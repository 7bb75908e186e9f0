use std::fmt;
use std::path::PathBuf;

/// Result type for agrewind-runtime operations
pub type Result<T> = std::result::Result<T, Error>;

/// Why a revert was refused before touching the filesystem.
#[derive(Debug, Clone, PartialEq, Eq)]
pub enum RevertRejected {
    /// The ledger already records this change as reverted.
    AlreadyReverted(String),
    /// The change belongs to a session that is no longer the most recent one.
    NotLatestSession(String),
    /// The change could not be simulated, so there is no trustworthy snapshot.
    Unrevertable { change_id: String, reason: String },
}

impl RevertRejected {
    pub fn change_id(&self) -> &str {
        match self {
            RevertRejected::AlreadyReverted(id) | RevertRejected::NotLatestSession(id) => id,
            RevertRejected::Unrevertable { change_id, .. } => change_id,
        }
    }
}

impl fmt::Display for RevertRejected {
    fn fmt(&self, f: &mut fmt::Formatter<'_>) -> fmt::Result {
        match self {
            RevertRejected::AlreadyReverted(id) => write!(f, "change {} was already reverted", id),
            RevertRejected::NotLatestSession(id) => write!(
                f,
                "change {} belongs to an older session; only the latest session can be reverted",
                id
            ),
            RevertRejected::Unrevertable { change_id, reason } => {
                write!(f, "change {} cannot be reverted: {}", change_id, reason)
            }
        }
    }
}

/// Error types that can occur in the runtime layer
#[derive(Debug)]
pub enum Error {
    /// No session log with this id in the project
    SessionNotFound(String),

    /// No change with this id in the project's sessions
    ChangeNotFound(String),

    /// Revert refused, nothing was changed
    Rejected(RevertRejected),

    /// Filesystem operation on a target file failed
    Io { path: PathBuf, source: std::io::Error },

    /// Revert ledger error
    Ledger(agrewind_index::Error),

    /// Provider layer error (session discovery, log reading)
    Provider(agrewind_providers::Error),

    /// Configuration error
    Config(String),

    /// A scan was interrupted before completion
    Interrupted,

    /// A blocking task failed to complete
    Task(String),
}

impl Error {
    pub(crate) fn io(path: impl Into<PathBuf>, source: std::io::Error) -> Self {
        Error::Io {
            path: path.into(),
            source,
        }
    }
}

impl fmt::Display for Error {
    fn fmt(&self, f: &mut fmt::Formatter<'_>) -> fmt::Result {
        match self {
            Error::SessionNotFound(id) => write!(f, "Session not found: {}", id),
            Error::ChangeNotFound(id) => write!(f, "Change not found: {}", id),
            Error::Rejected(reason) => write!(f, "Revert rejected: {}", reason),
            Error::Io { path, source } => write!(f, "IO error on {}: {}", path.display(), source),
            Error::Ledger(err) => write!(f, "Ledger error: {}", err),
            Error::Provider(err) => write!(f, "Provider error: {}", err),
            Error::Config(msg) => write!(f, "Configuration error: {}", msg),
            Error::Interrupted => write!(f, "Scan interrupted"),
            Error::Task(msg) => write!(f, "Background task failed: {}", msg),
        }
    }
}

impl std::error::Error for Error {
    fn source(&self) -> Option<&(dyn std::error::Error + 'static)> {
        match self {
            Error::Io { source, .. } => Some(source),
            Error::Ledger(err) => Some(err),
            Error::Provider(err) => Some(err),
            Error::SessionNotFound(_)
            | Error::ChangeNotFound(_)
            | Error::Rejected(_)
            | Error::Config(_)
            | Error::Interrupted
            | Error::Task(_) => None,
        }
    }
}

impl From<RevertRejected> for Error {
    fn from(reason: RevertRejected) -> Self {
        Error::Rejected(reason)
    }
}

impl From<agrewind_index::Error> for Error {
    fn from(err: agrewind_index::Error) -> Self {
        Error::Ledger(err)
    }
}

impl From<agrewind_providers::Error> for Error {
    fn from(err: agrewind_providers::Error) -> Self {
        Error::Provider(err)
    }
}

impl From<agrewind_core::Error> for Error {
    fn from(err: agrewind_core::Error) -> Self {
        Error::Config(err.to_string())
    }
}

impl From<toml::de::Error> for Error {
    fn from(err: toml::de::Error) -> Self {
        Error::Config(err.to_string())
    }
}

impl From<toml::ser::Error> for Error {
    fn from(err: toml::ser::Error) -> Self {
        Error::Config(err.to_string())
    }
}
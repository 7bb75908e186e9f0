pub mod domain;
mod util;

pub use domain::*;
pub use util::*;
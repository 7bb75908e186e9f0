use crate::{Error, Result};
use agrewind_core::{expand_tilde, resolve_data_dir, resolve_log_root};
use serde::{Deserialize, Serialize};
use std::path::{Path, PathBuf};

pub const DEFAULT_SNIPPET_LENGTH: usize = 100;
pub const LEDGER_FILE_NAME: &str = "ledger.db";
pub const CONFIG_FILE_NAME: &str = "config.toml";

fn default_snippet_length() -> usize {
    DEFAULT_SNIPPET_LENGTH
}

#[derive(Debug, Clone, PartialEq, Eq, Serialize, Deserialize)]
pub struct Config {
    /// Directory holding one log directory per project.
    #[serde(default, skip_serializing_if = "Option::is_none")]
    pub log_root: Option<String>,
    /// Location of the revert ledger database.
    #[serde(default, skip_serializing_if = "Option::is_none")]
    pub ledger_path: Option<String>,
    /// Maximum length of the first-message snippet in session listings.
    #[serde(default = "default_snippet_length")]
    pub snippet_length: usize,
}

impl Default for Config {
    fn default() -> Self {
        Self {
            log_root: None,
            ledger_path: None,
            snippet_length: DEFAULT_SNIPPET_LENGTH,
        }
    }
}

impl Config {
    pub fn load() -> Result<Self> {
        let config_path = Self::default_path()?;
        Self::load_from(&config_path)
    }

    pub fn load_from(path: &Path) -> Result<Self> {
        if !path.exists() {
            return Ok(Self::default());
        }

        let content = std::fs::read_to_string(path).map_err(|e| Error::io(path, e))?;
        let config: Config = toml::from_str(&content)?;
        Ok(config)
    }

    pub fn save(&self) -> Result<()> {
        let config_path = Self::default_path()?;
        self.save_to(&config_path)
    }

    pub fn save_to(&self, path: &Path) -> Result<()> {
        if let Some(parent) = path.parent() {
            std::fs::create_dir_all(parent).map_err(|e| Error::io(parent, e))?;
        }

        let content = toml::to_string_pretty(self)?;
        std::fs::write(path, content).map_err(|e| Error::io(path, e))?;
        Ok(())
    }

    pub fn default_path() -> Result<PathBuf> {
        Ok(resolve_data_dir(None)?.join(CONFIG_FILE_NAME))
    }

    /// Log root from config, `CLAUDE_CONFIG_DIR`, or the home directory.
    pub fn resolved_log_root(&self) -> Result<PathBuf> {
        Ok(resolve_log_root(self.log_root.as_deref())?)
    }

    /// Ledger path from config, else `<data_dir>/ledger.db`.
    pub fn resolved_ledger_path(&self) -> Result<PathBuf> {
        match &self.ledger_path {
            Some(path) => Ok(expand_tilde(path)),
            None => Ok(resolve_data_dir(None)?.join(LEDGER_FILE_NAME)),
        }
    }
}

......

**To do:** Output all lines from the beginning of the data up to the line holding "pub fn change_id(&self)", that line included, exactly as written.

**Answer section:**
repository 7bb75908e186e9f0
use std::fmt;
use std::path::PathBuf;

/// Result type for agrewind-runtime operations
pub type Result<T> = std::result::Result<T, Error>;

/// Why a revert was refused before touching the filesystem.
#[derive(Debug, Clone, PartialEq, Eq)]
pub enum RevertRejected {
    /// The ledger already records this change as reverted.
    AlreadyReverted(String),
    /// The change belongs to a session that is no longer the most recent one.
    NotLatestSession(String),
    /// The change could not be simulated, so there is no trustworthy snapshot.
    Unrevertable { change_id: String, reason: String },
}

impl RevertRejected {
    pub fn change_id(&self) -> &str {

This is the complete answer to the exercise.